(Data extracted from a collection)
*** Begin section ***

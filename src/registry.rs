//! Rule registry: merges rule sets into one effective policy per language
//!
//! Merge order:
//! 1. Universal rules apply to every language, language rules to their own.
//! 2. On an id collision the language-specific rule wins over the universal one.
//! 3. Between equally specific rules, the rule set later in the explicit
//!    precedence order wins. Load order never matters.
//!
//! Rules that need a capability the language's adapter lacks are excluded
//! from that language's policy and recorded as [`RuleRejection`]s so a run
//! never reports "clean" for something it could not check.

use crate::adapter::{Capability, CapabilitySet};
use crate::finding::{Severity, PARSE_ERROR_RULE_ID};
use crate::rule::{Rule, RuleLoadError, RuleSet};
use serde::{Deserialize, Serialize};
use sha2::{Digest, Sha256};
use std::collections::{BTreeMap, BTreeSet, HashMap, HashSet};
use std::sync::Arc;

/// Identity of a built policy
///
/// `serial` increases whenever the registry inputs change; `fingerprint`
/// is a digest of those inputs, stable across processes.
#[derive(Debug, Clone, PartialEq, Eq, Hash, PartialOrd, Ord, Serialize, Deserialize)]
pub struct PolicyVersion {
    pub serial: u64,
    pub fingerprint: String,
}

impl std::fmt::Display for PolicyVersion {
    fn fmt(&self, f: &mut std::fmt::Formatter<'_>) -> std::fmt::Result {
        let short = &self.fingerprint[..self.fingerprint.len().min(12)];
        write!(f, "v{} ({})", self.serial, short)
    }
}

/// Configuration-level adjustments applied while building
#[derive(Debug, Clone, Default, PartialEq, Eq, Serialize)]
pub struct RuleOverrides {
    /// Rule ids removed from every policy
    pub disabled: BTreeSet<String>,
    /// Severity replacements by rule id
    pub severity: BTreeMap<String, Severity>,
}

/// A rule excluded from a language's policy
#[derive(Debug, Clone, PartialEq, Eq, Serialize, Deserialize)]
pub struct RuleRejection {
    pub rule_id: String,
    pub language: String,
    pub missing: Vec<Capability>,
}

impl std::fmt::Display for RuleRejection {
    fn fmt(&self, f: &mut std::fmt::Formatter<'_>) -> std::fmt::Result {
        let missing: Vec<String> = self.missing.iter().map(|c| c.to_string()).collect();
        write!(
            f,
            "rule '{}' cannot be evaluated for {}: missing {}",
            self.rule_id,
            self.language,
            missing.join(", ")
        )
    }
}

/// Conflict-resolved rules applied to one language
#[derive(Debug)]
pub struct EffectivePolicy {
    pub language: String,
    pub version: PolicyVersion,
    /// Winning rules, sorted by id
    pub rules: Vec<Arc<Rule>>,
    pub rejected: Vec<RuleRejection>,
}

impl EffectivePolicy {
    /// Get a rule by id
    pub fn get(&self, rule_id: &str) -> Option<&Rule> {
        self.rules
            .binary_search_by(|r| r.id.as_str().cmp(rule_id))
            .ok()
            .map(|idx| self.rules[idx].as_ref())
    }

    pub fn len(&self) -> usize {
        self.rules.len()
    }

    pub fn is_empty(&self) -> bool {
        self.rules.is_empty()
    }
}

/// Effective policies for every known language, built in one pass
#[derive(Debug, Clone)]
pub struct PolicySet {
    pub version: PolicyVersion,
    policies: BTreeMap<String, Arc<EffectivePolicy>>,
}

impl PolicySet {
    /// Policy for a language tag
    pub fn for_language(&self, language: &str) -> Option<Arc<EffectivePolicy>> {
        self.policies.get(language).cloned()
    }

    /// Languages with a policy, sorted
    pub fn languages(&self) -> impl Iterator<Item = &str> {
        self.policies.keys().map(|s| s.as_str())
    }

    /// Rejections across all languages
    pub fn rejections(&self) -> Vec<RuleRejection> {
        self.policies
            .values()
            .flat_map(|p| p.rejected.iter().cloned())
            .collect()
    }
}

/// Builds policy sets from rule sets, tracking the version across builds
#[derive(Debug, Default)]
pub struct RuleRegistry {
    precedence: Vec<String>,
    overrides: RuleOverrides,
    serial: u64,
    last_fingerprint: Option<String>,
}

#[derive(Serialize)]
struct FingerprintInput<'a> {
    rule_sets: Vec<&'a RuleSet>,
    precedence: &'a [String],
    overrides: &'a RuleOverrides,
}

impl RuleRegistry {
    /// Create a registry with an explicit precedence order (earliest first)
    pub fn new(precedence: Vec<String>) -> Self {
        Self {
            precedence,
            ..Self::default()
        }
    }

    /// Precedence order for a build over `rule_sets`
    ///
    /// An explicit order always wins. Without one, a single loaded set is
    /// its own order; several sets get no order at all, so the build fails
    /// with [`RuleLoadError::MissingPrecedence`] instead of ranking them by
    /// the order their files happened to load in.
    pub fn precedence_for(explicit: Option<Vec<String>>, rule_sets: &[RuleSet]) -> Vec<String> {
        match (explicit, rule_sets) {
            (Some(order), _) => order,
            (None, [only]) => vec![only.name.clone()],
            (None, _) => Vec::new(),
        }
    }

    /// Set configuration overrides
    pub fn with_overrides(mut self, overrides: RuleOverrides) -> Self {
        self.overrides = overrides;
        self
    }

    /// Replace the precedence order; the next build gets a new version
    pub fn set_precedence(&mut self, precedence: Vec<String>) {
        self.precedence = precedence;
    }

    /// Replace the overrides; the next build gets a new version
    pub fn set_overrides(&mut self, overrides: RuleOverrides) {
        self.overrides = overrides;
    }

    /// Current precedence order
    pub fn precedence(&self) -> &[String] {
        &self.precedence
    }

    /// Build the effective policy of every language in `capabilities`
    ///
    /// Fails on the first configuration defect; no partial policy is
    /// returned.
    pub fn build(
        &mut self,
        rule_sets: &[RuleSet],
        capabilities: &BTreeMap<String, CapabilitySet>,
    ) -> Result<PolicySet, RuleLoadError> {
        let rank = self.precedence_ranks(rule_sets)?;
        let validated = self.validate(rule_sets)?;
        let version = self.next_version(rule_sets);

        let known: HashSet<&str> = capabilities.keys().map(|s| s.as_str()).collect();
        for set in rule_sets {
            if let crate::rule::Scope::Language(tag) = &set.scope {
                if !known.contains(tag.as_str()) {
                    log::warn!(
                        "Rule set '{}' targets language '{}' which has no adapter",
                        set.name,
                        tag
                    );
                }
            }
        }

        let mut policies = BTreeMap::new();
        for (language, caps) in capabilities {
            let policy = resolve_language(language, caps, &validated, &rank, &version);
            log::debug!(
                "Policy {} for {}: {} rule(s), {} rejected",
                version,
                language,
                policy.rules.len(),
                policy.rejected.len()
            );
            policies.insert(language.clone(), Arc::new(policy));
        }

        Ok(PolicySet { version, policies })
    }

    /// Position of every rule set in the precedence order
    fn precedence_ranks(&self, rule_sets: &[RuleSet]) -> Result<HashMap<String, usize>, RuleLoadError> {
        let mut names = HashSet::new();
        for set in rule_sets {
            if !names.insert(set.name.as_str()) {
                return Err(RuleLoadError::DuplicateRuleSet(set.name.clone()));
            }
        }

        let mut rank = HashMap::new();
        for (idx, name) in self.precedence.iter().enumerate() {
            if !names.contains(name.as_str()) {
                return Err(RuleLoadError::UnknownRuleSet(name.clone()));
            }
            if rank.insert(name.clone(), idx).is_some() {
                return Err(RuleLoadError::DuplicatePrecedence(name.clone()));
            }
        }

        for set in rule_sets {
            if !rank.contains_key(&set.name) {
                return Err(RuleLoadError::MissingPrecedence(set.name.clone()));
            }
        }

        Ok(rank)
    }

    /// Validate every definition and apply overrides
    fn validate(&self, rule_sets: &[RuleSet]) -> Result<Vec<(String, Arc<Rule>)>, RuleLoadError> {
        let mut rules = Vec::new();

        for set in rule_sets {
            let mut seen = HashSet::new();
            for def in &set.rules {
                if def.id == PARSE_ERROR_RULE_ID {
                    return Err(RuleLoadError::ReservedRuleId {
                        rule_set: set.name.clone(),
                        rule_id: def.id.clone(),
                    });
                }
                if !seen.insert(def.id.as_str()) {
                    return Err(RuleLoadError::DuplicateRule {
                        rule_set: set.name.clone(),
                        rule_id: def.id.clone(),
                    });
                }

                let predicate = match &def.predicate {
                    Some(p) if !p.is_empty() => p.clone(),
                    _ => {
                        return Err(RuleLoadError::EmptyPredicate {
                            rule_set: set.name.clone(),
                            rule_id: def.id.clone(),
                        })
                    }
                };

                let severity: Severity =
                    def.severity
                        .parse()
                        .map_err(|_| RuleLoadError::InvalidSeverity {
                            rule_set: set.name.clone(),
                            rule_id: def.id.clone(),
                            severity: def.severity.clone(),
                        })?;

                if self.overrides.disabled.contains(&def.id) {
                    continue;
                }

                let severity = self
                    .overrides
                    .severity
                    .get(&def.id)
                    .copied()
                    .unwrap_or(severity);

                rules.push((
                    set.name.clone(),
                    Arc::new(Rule {
                        id: def.id.clone(),
                        scope: set.scope.clone(),
                        category: def.category.clone(),
                        severity,
                        predicate,
                        message: def.message.clone(),
                        rationale: def.rationale.clone(),
                        origin: set.name.clone(),
                    }),
                ));
            }
        }

        Ok(rules)
    }

    /// Version for this build: bumped only when the inputs changed
    fn next_version(&mut self, rule_sets: &[RuleSet]) -> PolicyVersion {
        let mut sorted: Vec<&RuleSet> = rule_sets.iter().collect();
        sorted.sort_by(|a, b| a.name.cmp(&b.name));

        let input = FingerprintInput {
            rule_sets: sorted,
            precedence: &self.precedence,
            overrides: &self.overrides,
        };
        let json = serde_json::to_vec(&input).unwrap_or_default();
        let fingerprint = format!("{:x}", Sha256::digest(&json));

        if self.last_fingerprint.as_deref() != Some(fingerprint.as_str()) {
            self.serial += 1;
            self.last_fingerprint = Some(fingerprint.clone());
        }

        PolicyVersion {
            serial: self.serial,
            fingerprint,
        }
    }
}

/// Resolve id collisions and capability gaps for one language
fn resolve_language(
    language: &str,
    caps: &CapabilitySet,
    rules: &[(String, Arc<Rule>)],
    rank: &HashMap<String, usize>,
    version: &PolicyVersion,
) -> EffectivePolicy {
    let mut winners: BTreeMap<&str, ((u8, usize), &Arc<Rule>)> = BTreeMap::new();

    for (set_name, rule) in rules {
        if !rule.scope.applies_to(language) {
            continue;
        }
        let key = (rule.scope.specificity(), rank.get(set_name).copied().unwrap_or(0));
        match winners.get(rule.id.as_str()) {
            Some((existing, _)) if *existing >= key => {}
            _ => {
                winners.insert(rule.id.as_str(), (key, rule));
            }
        }
    }

    let mut kept = Vec::new();
    let mut rejected = Vec::new();
    for (_, (_, rule)) in winners {
        let missing: Vec<Capability> = rule
            .predicate
            .required_capabilities()
            .difference(caps)
            .copied()
            .collect();
        if missing.is_empty() {
            kept.push(Arc::clone(rule));
        } else {
            let rejection = RuleRejection {
                rule_id: rule.id.clone(),
                language: language.to_string(),
                missing,
            };
            log::warn!("Rejected {}", rejection);
            rejected.push(rejection);
        }
    }

    EffectivePolicy {
        language: language.to_string(),
        version: version.clone(),
        rules: kept,
        rejected,
    }
}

*** End section ***

▶ [ACTIVITY]:
Please restate only the opening stretch of the records above: every line from the first through the one containing "increases whenever the", exactly as written.

▶ [TASK RESPONSE]:
filename src/registry.rs
//! Rule registry: merges rule sets into one effective policy per language
//!
//! Merge order:
//! 1. Universal rules apply to every language, language rules to their own.
//! 2. On an id collision the language-specific rule wins over the universal one.
//! 3. Between equally specific rules, the rule set later in the explicit
//!    precedence order wins. Load order never matters.
//!
//! Rules that need a capability the language's adapter lacks are excluded
//! from that language's policy and recorded as [`RuleRejection`]s so a run
//! never reports "clean" for something it could not check.

use crate::adapter::{Capability, CapabilitySet};
use crate::finding::{Severity, PARSE_ERROR_RULE_ID};
use crate::rule::{Rule, RuleLoadError, RuleSet};
use serde::{Deserialize, Serialize};
use sha2::{Digest, Sha256};
use std::collections::{BTreeMap, BTreeSet, HashMap, HashSet};
use std::sync::Arc;

/// Identity of a built policy
///
/// `serial` increases whenever the registry inputs change; `fingerprint`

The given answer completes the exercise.